Stocks of the UK’s Atlantic salmon along with varieties of domestic brown trout could be under threat from a deadly parasite according to research led by Bournemouth University (BU) and published in the International Journal of Parasitology.
Lead author of the paper Dr Rodolphe Gozlan believes the disease is a rosette agent or parasite first identified in the UK in 2005. The agent - Sphaerothecum destruens – was originally found in the US and is closely associated with ‘invasive’ fish species including topmouth gudgeon and could prove deadly to native salmonids (Atlantic salmon, brown trout).
Dr Gozlan and his colleagues from the University of California-Davis, State University of New York, the UK’s Centre for Ecology and Hydrology and Cardiff University have found the first record of the new infective parasite rosette agent outside North America.

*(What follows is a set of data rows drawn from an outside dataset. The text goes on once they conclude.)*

//! Shared primitive IDs and draw-source enums.

use serde::{Deserialize, Serialize};

/// Monotonic draw record identifier.
pub type DrawId = u64;
/// Monotonic operation sequence number.
pub type OpSeq = u64;

/// Regional source partition a draw was scraped from.
#[derive(Debug, Clone, Copy, PartialEq, Eq, Hash, Serialize, Deserialize)]
pub enum Jurisdiction {
    /// New South Wales.
    Nsw,
    /// Victoria.
    Vic,
    /// Australian Capital Territory.
    Act,
    /// South Australia.
    Sa,
}

impl Jurisdiction {
    /// Parses a location code as used by the upstream site.
    pub fn parse(code: &str) -> Option<Self> {
        match code.trim().to_ascii_uppercase().as_str() {
            "NSW" => Some(Self::Nsw),
            "VIC" => Some(Self::Vic),
            "ACT" => Some(Self::Act),
            "SA" => Some(Self::Sa),
            _ => None,
        }
    }

    /// Canonical location code.
    pub fn code(&self) -> &'static str {
        match self {
            Self::Nsw => "NSW",
            Self::Vic => "VIC",
            Self::Act => "ACT",
            Self::Sa => "SA",
        }
    }
}

/// Game family a draw record belongs to.
#[derive(Debug, Clone, Copy, PartialEq, Eq, Hash, Serialize, Deserialize)]
pub enum GameKind {
    /// Keno: 20 numbers drawn from 1-80.
    Keno,
    /// Trackside: up to 4 finishing horse numbers from 1-12.
    Trackside,
}

impl GameKind {
    /// Largest valid outcome value for this game.
    pub fn domain_max(&self) -> u8 {
        match self {
            Self::Keno => 80,
            Self::Trackside => 12,
        }
    }

    /// Stable lowercase tag used in persisted cache rows.
    pub fn tag(&self) -> &'static str {
        match self {
            Self::Keno => "keno",
            Self::Trackside => "trackside",
        }
    }
}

In his previous research (Nature, 2005), Dr Gozlan initially found that the parasite poses a severe threat to some freshwater fish species in Europe. The latest findings have serious implications in understanding the potential risk posed by the association in the UK of this disease, the rosette agent, with invasive fish species.

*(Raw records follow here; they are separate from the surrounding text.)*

//! Single-pass drought/frequency accumulation over ordered draws.

use hashbrown::HashMap;
use tracing::warn;

use crate::{
    core::ordering,
    draw::DrawRecord,
    types::GameKind,
};

use super::combos::{self, ComboKey, ComboMode};

/// Draw-count granularity of one accumulation pass.
#[derive(Debug, Clone, Copy, PartialEq, Eq)]
pub enum Window {
    /// Every qualifying draw available.
    AllTime,
    /// The most recent N qualifying draws in canonical order.
    LastN(usize),
    /// Draws sharing the latest calendar day present.
    Today,
}

/// Parameters of one accumulation pass.
#[derive(Debug, Clone, Copy, PartialEq, Eq)]
pub struct AnalysisRequest {
    /// Game to analyze.
    pub game: GameKind,
    /// Combination size.
    pub size: usize,
    /// Boxed or ordered matching.
    pub mode: ComboMode,
    /// Draw window.
    pub window: Window,
}

/// Per-combination accumulator state for one analysis run.
#[derive(Debug, Clone, Default, PartialEq, Eq)]
pub struct ComboStat {
    /// Draws in which the combination appeared.
    pub count: u64,
    /// Window-relative index of the most recent appearance.
    pub last_index: Option<usize>,
    /// Missed-draw counts between consecutive appearances.
    pub gaps: Vec<u64>,
    /// Largest historical gap.
    pub max_gap: u64,
    /// Business date of the most recent appearance.
    pub last_date: Option<String>,
    /// Dividend side channel total, cents.
    pub dividend_cents: u64,
    /// True when the combination appeared on the latest calendar day.
    pub hit_latest_day: bool,
}

impl ComboStat {
    /// Draws since the last appearance; 0 means it appeared in the most
    /// recent draw, `total` means it never appeared.
    pub fn current_drought(&self, total: usize) -> u64 {
        match self.last_index {
            Some(i) => (total as u64).saturating_sub(i as u64 + 1),
            None => total as u64,
        }
    }

    /// Longest of the historical gaps and the current drought.
    pub fn longest_drought(&self, total: usize) -> u64 {
        self.max_gap.max(self.current_drought(total))
    }

    /// Rounded mean draws between appearances, `None` when never seen.
    pub fn avg_every(&self, total: usize) -> Option<u64> {
        if self.count == 0 {
            return None;
        }
        Some((total as f64 / self.count as f64).round() as u64)
    }

    /// Hit rate as a percentage, two decimals.
    pub fn win_percentage(&self, total: usize) -> f64 {
        if total == 0 {
            return 0.0;
        }
        round2(self.count as f64 / total as f64 * 100.0)
    }

    /// Mean historical gap, two decimals; `None` before a second appearance.
    pub fn average_gap(&self) -> Option<f64> {
        if self.gaps.is_empty() {
            return None;
        }
        let sum: u64 = self.gaps.iter().sum();
        Some(round2(sum as f64 / self.gaps.len() as f64))
    }

    fn record_hit(&mut self, index: usize) {
        if let Some(last) = self.last_index {
            let gap = (index - last - 1) as u64;
            self.max_gap = self.max_gap.max(gap);
            self.gaps.push(gap);
        }
        self.count += 1;
        self.last_index = Some(index);
    }
}

/// Result of one accumulation pass. Owned by the invocation that built it;
/// never shared across requests.
#[derive(Debug, Default)]
pub struct DroughtTally {
    /// Per-combination statistics.
    pub stats: HashMap<ComboKey, ComboStat>,
    /// Qualifying draws in the window.
    pub total_draws: usize,
    /// Malformed records skipped with a warning.
    pub skipped: usize,
}

/// Runs a single accumulation pass.
///
/// `records` must already be in canonical order ([`ordering::canonical_sort`]);
/// processing out of order corrupts gap and drought math. Malformed records
/// are skipped with a warning and do not occupy a draw index.
pub fn accumulate(records: &[DrawRecord], req: &AnalysisRequest) -> DroughtTally {
    let mut tally = DroughtTally::default();
    let valid = qualifying(records, req.game, &mut tally.skipped);
    let windowed = apply_window(valid, req.window);

    tally.total_draws = windowed.len();
    let latest_day = windowed.last().map(|rec| ordering::utc_day_number(rec));

    for (i, rec) in windowed.iter().enumerate() {
        let keys = combos::draw_combinations(rec, req.size, req.mode);
        let on_latest_day = latest_day == Some(ordering::utc_day_number(rec));
        let dividend = rec.outcome.dividend_cents().unwrap_or(0);

        for key in keys {
            let stat = tally.stats.entry(key).or_default();
            stat.record_hit(i);
            stat.last_date = rec.date.clone();
            stat.dividend_cents += dividend;
            if on_latest_day {
                stat.hit_latest_day = true;
            }
        }
    }

    tally
}

/// Exact-match statistics for one caller-supplied combination.
#[derive(Debug, Clone, PartialEq)]
pub struct FrequencyReport {
    /// Draws in which the combination occurred.
    pub occurrences: u64,
    /// Qualifying draws considered.
    pub total_draws: usize,
    /// Draws since the last occurrence; `total_draws` when never seen.
    pub last_occurrence_races_ago: u64,
    /// Rounded mean draws between occurrences.
    pub average_interval: Option<u64>,
    /// Hit rate as a percentage, two decimals.
    pub winning_percentage: f64,
}

/// Subset test (boxed) or exact-prefix test (ordered) for one fixed
/// combination; no enumeration. `records` must be in canonical order.
/// Entry validation is the caller's job.
pub fn exact_frequency(
    records: &[DrawRecord],
    game: GameKind,
    entries: &[u8],
    mode: ComboMode,
) -> FrequencyReport {
    let mut skipped = 0;
    let valid = qualifying(records, game, &mut skipped);
    let total = valid.len();

    let boxed_key = combos::ComboKey::boxed(entries);
    let ordered_key = combos::ComboKey::ordered(entries);

    let mut stat = ComboStat::default();
    for (i, rec) in valid.iter().enumerate() {
        let numbers = rec.outcome.numbers();
        let hit = match rec.game() {
            GameKind::Keno => entries.iter().all(|e| numbers.contains(e)),
            GameKind::Trackside => match mode {
                ComboMode::Boxed => {
                    combos::boxed_prefix(numbers, entries.len()).as_ref() == Some(&boxed_key)
                }
                ComboMode::Ordered => {
                    combos::ordered_prefix(numbers, entries.len()).as_ref() == Some(&ordered_key)
                }
            },
        };
        if hit {
            stat.record_hit(i);
        }
    }

    FrequencyReport {
        occurrences: stat.count,
        total_draws: total,
        last_occurrence_races_ago: stat.current_drought(total),
        average_interval: stat.avg_every(total),
        winning_percentage: stat.win_percentage(total),
    }
}

/// Rounds to two decimal places.
pub fn round2(x: f64) -> f64 {
    (x * 100.0).round() / 100.0
}

fn qualifying<'a>(
    records: &'a [DrawRecord],
    game: GameKind,
    skipped: &mut usize,
) -> Vec<&'a DrawRecord> {
    let mut out = Vec::with_capacity(records.len());
    for rec in records {
        if rec.game() != game {
            continue;
        }
        match game.validate_outcome(rec.outcome.numbers()) {
            Ok(()) => out.push(rec),
            Err(err) => {
                *skipped += 1;
                warn!(
                    id = rec.id,
                    source = %rec.source_id,
                    ?err,
                    "skipping malformed draw record"
                );
            }
        }
    }
    out
}

fn apply_window(valid: Vec<&DrawRecord>, window: Window) -> Vec<&DrawRecord> {
    match window {
        Window::AllTime => valid,
        Window::LastN(n) => {
            let start = valid.len().saturating_sub(n);
            valid[start..].to_vec()
        }
        Window::Today => {
            let Some(latest) = valid.last().map(|rec| ordering::utc_day_number(rec)) else {
                return valid;
            };
            valid
                .into_iter()
                .filter(|rec| ordering::utc_day_number(rec) == latest)
                .collect()
        }
    }
}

North American isolates of the rosette agent have been shown to cause both high morbidity and mortality in various salmonid species including Atlantic salmon, brown and rainbow trout. Analysis of the European strain indicates a degree of isolation between European and North American rosette agent populations.
“Unlike in the US, the occurrence of this agent in invasive fish presents a major risk of spread from wild invasive populations to sympatric populations of susceptible native fish,” said Dr Gozlan, an Associate Professor in Conservation Ecology within BU’s School of Conservation Sciences. “As such it represents a risk for fisheries and commercial aquaculture, as movement of fish for stocking purposes is common practice.”

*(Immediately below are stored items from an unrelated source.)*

use std::time::{SystemTime, UNIX_EPOCH};

use hashbrown::HashMap;
use serde::{Deserialize, Serialize};

use crate::{
    draw::{DrawDraft, DrawRecord, GameOutcome},
    op::{Op, StoredOp},
    types::{DrawId, GameKind, Jurisdiction, OpSeq},
};

#[derive(Debug, Clone, PartialEq, Eq)]
pub enum StoreError {
    MissingDraw(DrawId),
    AlreadyExists(DrawId),
    DuplicateSource(String),
    GameMismatch(DrawId),
}

#[derive(Debug, Clone, PartialEq, Eq, Serialize, Deserialize)]
pub struct StoreSnapshotV1 {
    pub next_draw_id: DrawId,
    pub next_op_seq: OpSeq,
    pub order: Vec<DrawId>,
    pub records: Vec<DrawRecord>,
}

#[derive(Debug, Default)]
pub struct DrawStore {
    records: HashMap<DrawId, DrawRecord>,
    order: Vec<DrawId>,
    pos: HashMap<DrawId, usize>,
    by_jurisdiction: HashMap<Jurisdiction, Vec<DrawId>>,
    by_game: HashMap<GameKind, Vec<DrawId>>,
    by_source: HashMap<String, DrawId>,
    pending_ops: Vec<StoredOp>,
    next_op_seq: OpSeq,
    next_draw_id: DrawId,
}

impl DrawStore {
    pub fn new() -> Self {
        Self {
            next_op_seq: 1,
            next_draw_id: 1,
            ..Self::default()
        }
    }

    pub fn from_snapshot(snapshot: StoreSnapshotV1) -> Result<Self, StoreError> {
        let mut store = Self {
            next_draw_id: snapshot.next_draw_id,
            next_op_seq: snapshot.next_op_seq,
            order: snapshot.order,
            ..Self::default()
        };

        for (idx, id) in store.order.iter().copied().enumerate() {
            store.pos.insert(id, idx);
        }

        for rec in snapshot.records {
            store.insert_indices(&rec);
            store.records.insert(rec.id, rec);
        }

        Ok(store)
    }

    pub fn export_snapshot(&self) -> StoreSnapshotV1 {
        let records = self
            .order
            .iter()
            .filter_map(|id| self.records.get(id).cloned())
            .collect();

        StoreSnapshotV1 {
            next_draw_id: self.next_draw_id,
            next_op_seq: self.next_op_seq,
            order: self.order.clone(),
            records,
        }
    }

    pub fn insert(&mut self, draft: DrawDraft) -> Result<(DrawId, StoredOp), StoreError> {
        if self.by_source.contains_key(&draft.source_id) {
            return Err(StoreError::DuplicateSource(draft.source_id));
        }

        let id = self.next_draw_id;
        self.next_draw_id += 1;

        let draw = DrawRecord {
            id,
            source_id: draft.source_id,
            jurisdiction: draft.jurisdiction,
            draw_number: draft.draw_number,
            date: draft.date,
            created_at_ms: draft.created_at_ms,
            outcome: draft.outcome,
        };

        let stored = self.apply_insert(draw)?;
        self.pending_ops.push(stored.clone());
        Ok((id, stored))
    }

    /// Replaces the outcome of a malformed logical draw. The only mutation
    /// a stored record supports; everything else is append-only.
    pub fn repair_outcome(
        &mut self,
        id: DrawId,
        outcome: GameOutcome,
    ) -> Result<((), StoredOp), StoreError> {
        let prev = self
            .records
            .get(&id)
            .ok_or(StoreError::MissingDraw(id))?
            .outcome
            .clone();
        if prev.game() != outcome.game() {
            return Err(StoreError::GameMismatch(id));
        }
        let stored = self.apply_repair(id, outcome, prev)?;
        self.pending_ops.push(stored.clone());
        Ok(((), stored))
    }

    pub fn apply_replayed_op(&mut self, stored: StoredOp) -> Result<(), StoreError> {
        let seq = stored.seq;
        match stored.op {
            Op::Insert { draw } => {
                self.apply_insert_with_seq(draw, seq)?;
            }
            Op::Repair { id, outcome, prev } => {
                self.apply_repair_with_seq(id, outcome, prev, seq)?;
            }
        }
        Ok(())
    }

    pub fn get(&self, id: DrawId) -> Option<&DrawRecord> {
        self.records.get(&id)
    }

    pub fn get_cloned(&self, id: DrawId) -> Option<DrawRecord> {
        self.get(id).cloned()
    }

    pub fn find_by_source(&self, source_id: &str) -> Option<&DrawRecord> {
        self.by_source
            .get(source_id)
            .and_then(|id| self.records.get(id))
    }

    pub fn recent(&self, n: usize) -> Vec<&DrawRecord> {
        let len = self.order.len();
        let start = len.saturating_sub(n);
        self.order[start..]
            .iter()
            .filter_map(|id| self.records.get(id))
            .collect()
    }

    pub fn recent_cloned(&self, n: usize) -> Vec<DrawRecord> {
        self.recent(n).into_iter().cloned().collect()
    }

    /// Most recent `limit` draws for a jurisdiction in insertion order,
    /// optionally restricted to one game.
    pub fn by_jurisdiction(
        &self,
        jurisdiction: Jurisdiction,
        game: Option<GameKind>,
        limit: usize,
    ) -> Vec<&DrawRecord> {
        let ids = match self.by_jurisdiction.get(&jurisdiction) {
            Some(ids) => ids.as_slice(),
            None => return Vec::new(),
        };

        let matching: Vec<&DrawRecord> = ids
            .iter()
            .filter_map(|id| self.records.get(id))
            .filter(|rec| game.is_none_or(|g| rec.game() == g))
            .collect();

        let start = matching.len().saturating_sub(limit);
        matching[start..].to_vec()
    }

    pub fn by_jurisdiction_cloned(
        &self,
        jurisdiction: Jurisdiction,
        game: Option<GameKind>,
        limit: usize,
    ) -> Vec<DrawRecord> {
        self.by_jurisdiction(jurisdiction, game, limit)
            .into_iter()
            .cloned()
            .collect()
    }

    pub fn ordered_ids(&self) -> &[DrawId] {
        &self.order
    }

    pub fn len(&self) -> usize {
        self.order.len()
    }

    pub fn is_empty(&self) -> bool {
        self.order.is_empty()
    }

    pub fn drain_pending_ops(&mut self) -> Vec<StoredOp> {
        std::mem::take(&mut self.pending_ops)
    }

    pub fn latest_op_seq(&self) -> OpSeq {
        self.next_op_seq.saturating_sub(1)
    }

    fn apply_insert(&mut self, draw: DrawRecord) -> Result<StoredOp, StoreError> {
        let seq = self.take_next_op_seq();
        self.apply_insert_with_seq(draw, seq)
    }

    fn apply_insert_with_seq(&mut self, draw: DrawRecord, seq: OpSeq) -> Result<StoredOp, StoreError> {
        if self.records.contains_key(&draw.id) {
            return Err(StoreError::AlreadyExists(draw.id));
        }

        let id = draw.id;
        self.next_draw_id = self.next_draw_id.max(id.saturating_add(1));
        self.insert_indices(&draw);
        self.pos.insert(id, self.order.len());
        self.order.push(id);
        self.records.insert(id, draw.clone());

        self.bump_next_seq_from(seq);
        Ok(StoredOp {
            seq,
            ts_ms: now_ms(),
            op: Op::Insert { draw },
        })
    }

    fn apply_repair(
        &mut self,
        id: DrawId,
        outcome: GameOutcome,
        prev: GameOutcome,
    ) -> Result<StoredOp, StoreError> {
        let seq = self.take_next_op_seq();
        self.apply_repair_with_seq(id, outcome, prev, seq)
    }

    fn apply_repair_with_seq(
        &mut self,
        id: DrawId,
        outcome: GameOutcome,
        prev: GameOutcome,
        seq: OpSeq,
    ) -> Result<StoredOp, StoreError> {
        let rec = self.records.get_mut(&id).ok_or(StoreError::MissingDraw(id))?;
        rec.outcome = outcome.clone();

        self.bump_next_seq_from(seq);
        Ok(StoredOp {
            seq,
            ts_ms: now_ms(),
            op: Op::Repair { id, outcome, prev },
        })
    }

    fn insert_indices(&mut self, rec: &DrawRecord) {
        self.by_jurisdiction
            .entry(rec.jurisdiction)
            .or_default()
            .push(rec.id);
        self.by_game.entry(rec.game()).or_default().push(rec.id);
        self.by_source.insert(rec.source_id.clone(), rec.id);
    }

    fn take_next_op_seq(&mut self) -> OpSeq {
        let seq = self.next_op_seq;
        self.next_op_seq += 1;
        seq
    }

    fn bump_next_seq_from(&mut self, seq: OpSeq) {
        self.next_op_seq = self.next_op_seq.max(seq.saturating_add(1));
    }
}

fn now_ms() -> u64 {
    SystemTime::now()
        .duration_since(UNIX_EPOCH)
        .map(|d| d.as_millis() as u64)
        .unwrap_or(0)
}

Dr Gozlan and his colleagues say more work is required to determine the extent of the threat to UK and European fish diversity. They have already observed the rapid demise of the sunbleak (Leucaspius delineatus) in parts of Europe in the last forty years following the spread of a healthy carrier – the Asian topmouth gudgeon - the most invasive fish species in Europe. As a result, the sunbleak species is now on the European list of threatened freshwater fishes.
Scientists at Bournemouth University have so far found 26 populations of topmouth gudgeon across England and Wales in rivers, enclosed lakes and sites connected to the river network. Catchments at risk from invasion include the Kent, Yorkshire Ouse, Trent, Thames, Medway, Itchen, Test and Severn.
“The new parasite has also been shown to affect other UK freshwater fish such as bream, carp and roach so there is an urgent need to develop more sensitive detection tools of the rosette agent if responsible authorities want a chance to control its spread and limit future outbreaks,” concluded Dr. Gozlan.